*** RECORDS FOR THE EXERCISE ***

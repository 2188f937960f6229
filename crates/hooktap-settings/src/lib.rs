//! # hooktap-settings
//!
//! Settings are resolved from three layers, lowest priority first:
//! 1. **Compiled defaults**: [`HooktapSettings::default()`]
//! 2. **Settings file**: `~/.hooktap/settings.json`, or an explicit path,
//!    deep-merged over the defaults
//! 3. **Environment**: `PORT` and `HOOKTAP_*` overrides
//!
//! The binary applies CLI flags on top of the result.

#![deny(unsafe_code)]

pub mod errors;
pub mod loader;
pub mod types;

pub use errors::{Result, SettingsError};
pub use loader::{apply_env_overrides, deep_merge, load_settings, load_settings_from_path, settings_path};
pub use types::*;
//! `ANY /webhook`: capture one inbound call.

use axum::Json;
use axum::extract::{Request, State};
use axum::http::{Method, StatusCode};
use axum::response::{IntoResponse, Response};
use chrono::SecondsFormat;
use hooktap_core::{CanonicalRecord, RecordId};
use hooktap_store::StoredRecord;
use metrics::{counter, gauge};
use serde::Serialize;
use tracing::{info, warn};

use crate::errors::ApiError;
use crate::ingest::{self, Ingested, SkippedFile};
use crate::metrics::{
    LEDGER_RECORDS, WEBHOOK_FILES_SKIPPED_TOTAL, WEBHOOK_FILES_STORED_TOTAL,
    WEBHOOK_REQUESTS_TOTAL,
};
use crate::server::AppState;

/// Acknowledgment returned to the caller.
#[derive(Debug, Serialize)]
#[serde(rename_all = "camelCase")]
pub struct WebhookAck {
    /// Always `"success"`.
    pub status: &'static str,
    /// Human-readable summary.
    pub message: &'static str,
    /// Capture time, RFC 3339.
    pub time: String,
    /// Id of the new record.
    pub id: RecordId,
    /// Attachments stored.
    pub files_accepted: usize,
    /// Attachments left out, with reasons.
    pub skipped_files: Vec<SkippedFile>,
}

/// Handler for every method on `/webhook`.
pub async fn ingest(State(state): State<AppState>, req: Request) -> Result<Response, ApiError> {
    if req.method() == Method::OPTIONS {
        return Ok(StatusCode::OK.into_response());
    }

    let Ingested { record, skipped } =
        ingest::normalize(req, &state.blobs, state.config.max_body_bytes).await?;
    for file in &skipped {
        warn!(
            filename = %file.filename,
            content_type = %file.content_type,
            reason = file.reason.as_str(),
            "attachment skipped"
        );
        counter!(WEBHOOK_FILES_SKIPPED_TOTAL, "reason" => file.reason.as_str()).increment(1);
    }

    let stored = commit(&state, record, "webhook");
    let ack = WebhookAck {
        status: "success",
        message: "Webhook received successfully",
        time: stored
            .record
            .timestamp
            .to_rfc3339_opts(SecondsFormat::Secs, true),
        id: stored.record.id.clone(),
        files_accepted: stored.record.files.len(),
        skipped_files: skipped,
    };
    Ok(Json(ack).into_response())
}

/// Append `record` to the ledger and account for it.
#[allow(clippy::cast_precision_loss)]
pub(crate) fn commit(state: &AppState, record: CanonicalRecord, route: &'static str) -> StoredRecord {
    counter!(WEBHOOK_REQUESTS_TOTAL, "route" => route).increment(1);
    counter!(WEBHOOK_FILES_STORED_TOTAL).increment(record.files.len() as u64);

    let stored = state.ledger.append(record);
    gauge!(LEDGER_RECORDS).set(state.ledger.len() as f64);
    info!(
        record_id = %stored.record.id,
        seq = stored.seq,
        method = %stored.record.method,
        url = %stored.record.url,
        files = stored.record.files.len(),
        route,
        "webhook captured"
    );
    stored
}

*** End of RECORDS FOR THE EXERCISE ***

EXERCISE INSTRUCTIONS
In the material above, find each line containing the word "filename" and copy it.

RESPONSE TO THIS TASK
filename crates/hooktap-settings/src/lib.rs
            filename = %file.filename,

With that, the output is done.